Work order -> Within the material below, how many lines include "post"? Answer with the count only.

Supplied material ->
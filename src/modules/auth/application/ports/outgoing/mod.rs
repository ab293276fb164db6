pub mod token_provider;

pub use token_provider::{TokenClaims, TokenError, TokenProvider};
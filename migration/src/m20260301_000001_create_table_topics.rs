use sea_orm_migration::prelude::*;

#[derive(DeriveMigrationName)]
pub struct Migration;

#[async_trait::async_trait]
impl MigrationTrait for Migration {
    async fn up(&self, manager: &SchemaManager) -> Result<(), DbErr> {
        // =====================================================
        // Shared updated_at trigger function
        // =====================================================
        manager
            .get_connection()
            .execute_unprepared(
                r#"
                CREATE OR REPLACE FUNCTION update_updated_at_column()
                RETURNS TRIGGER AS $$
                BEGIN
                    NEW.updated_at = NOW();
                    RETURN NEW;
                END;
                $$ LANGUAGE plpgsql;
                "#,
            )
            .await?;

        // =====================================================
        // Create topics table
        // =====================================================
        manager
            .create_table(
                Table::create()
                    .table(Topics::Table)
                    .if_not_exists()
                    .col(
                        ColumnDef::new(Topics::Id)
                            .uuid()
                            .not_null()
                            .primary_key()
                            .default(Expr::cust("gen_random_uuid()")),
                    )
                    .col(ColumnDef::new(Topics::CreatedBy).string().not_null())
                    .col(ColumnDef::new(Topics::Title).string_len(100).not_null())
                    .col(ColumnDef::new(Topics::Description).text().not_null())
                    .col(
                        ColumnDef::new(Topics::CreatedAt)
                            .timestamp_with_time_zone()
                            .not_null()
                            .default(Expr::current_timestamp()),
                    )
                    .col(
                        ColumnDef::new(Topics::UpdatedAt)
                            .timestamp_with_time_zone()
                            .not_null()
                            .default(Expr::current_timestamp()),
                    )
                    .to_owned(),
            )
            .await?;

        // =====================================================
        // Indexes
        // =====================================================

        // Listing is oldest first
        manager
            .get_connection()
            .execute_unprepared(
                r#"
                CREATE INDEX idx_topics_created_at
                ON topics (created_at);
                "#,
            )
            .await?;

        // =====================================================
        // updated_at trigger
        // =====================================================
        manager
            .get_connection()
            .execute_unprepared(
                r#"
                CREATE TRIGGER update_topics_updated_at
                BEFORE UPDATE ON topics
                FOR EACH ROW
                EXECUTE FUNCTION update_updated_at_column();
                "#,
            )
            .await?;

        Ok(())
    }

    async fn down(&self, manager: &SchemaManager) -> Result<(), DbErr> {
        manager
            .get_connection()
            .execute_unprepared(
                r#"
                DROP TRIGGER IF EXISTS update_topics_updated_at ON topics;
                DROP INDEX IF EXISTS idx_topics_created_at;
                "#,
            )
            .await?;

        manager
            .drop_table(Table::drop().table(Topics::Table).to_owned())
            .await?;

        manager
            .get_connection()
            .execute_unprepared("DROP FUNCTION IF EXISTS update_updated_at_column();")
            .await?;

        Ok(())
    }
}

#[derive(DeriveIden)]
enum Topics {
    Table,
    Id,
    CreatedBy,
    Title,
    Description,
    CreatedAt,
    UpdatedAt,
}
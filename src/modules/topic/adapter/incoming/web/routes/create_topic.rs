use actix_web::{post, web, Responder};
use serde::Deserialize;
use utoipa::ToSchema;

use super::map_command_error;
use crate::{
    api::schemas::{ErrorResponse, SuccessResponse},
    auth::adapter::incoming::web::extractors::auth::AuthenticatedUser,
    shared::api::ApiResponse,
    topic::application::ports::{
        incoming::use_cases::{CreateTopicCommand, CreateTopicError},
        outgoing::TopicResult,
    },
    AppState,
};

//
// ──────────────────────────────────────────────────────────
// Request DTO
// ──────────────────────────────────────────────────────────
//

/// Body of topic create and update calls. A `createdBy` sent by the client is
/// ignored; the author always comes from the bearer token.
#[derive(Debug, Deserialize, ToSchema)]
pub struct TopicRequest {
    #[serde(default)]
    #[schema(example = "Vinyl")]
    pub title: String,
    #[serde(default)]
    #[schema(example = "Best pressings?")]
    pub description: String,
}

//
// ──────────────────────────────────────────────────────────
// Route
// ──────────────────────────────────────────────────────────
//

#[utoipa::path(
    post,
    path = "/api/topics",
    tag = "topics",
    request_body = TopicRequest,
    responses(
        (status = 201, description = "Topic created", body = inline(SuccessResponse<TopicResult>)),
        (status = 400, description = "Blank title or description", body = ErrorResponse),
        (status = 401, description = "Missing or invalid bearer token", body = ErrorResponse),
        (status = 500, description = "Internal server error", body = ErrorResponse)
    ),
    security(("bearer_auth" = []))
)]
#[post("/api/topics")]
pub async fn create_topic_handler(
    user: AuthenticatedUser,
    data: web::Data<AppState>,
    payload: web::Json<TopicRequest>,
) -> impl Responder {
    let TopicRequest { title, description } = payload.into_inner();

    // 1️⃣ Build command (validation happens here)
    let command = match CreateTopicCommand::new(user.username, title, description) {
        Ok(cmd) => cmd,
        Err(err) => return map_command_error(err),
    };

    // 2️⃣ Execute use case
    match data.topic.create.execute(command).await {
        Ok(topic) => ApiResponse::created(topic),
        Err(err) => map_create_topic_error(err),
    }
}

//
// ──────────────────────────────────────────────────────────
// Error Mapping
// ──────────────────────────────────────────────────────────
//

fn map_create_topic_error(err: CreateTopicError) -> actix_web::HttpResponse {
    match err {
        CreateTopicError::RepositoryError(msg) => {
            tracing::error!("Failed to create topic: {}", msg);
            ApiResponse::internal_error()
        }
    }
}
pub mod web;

Result -> 3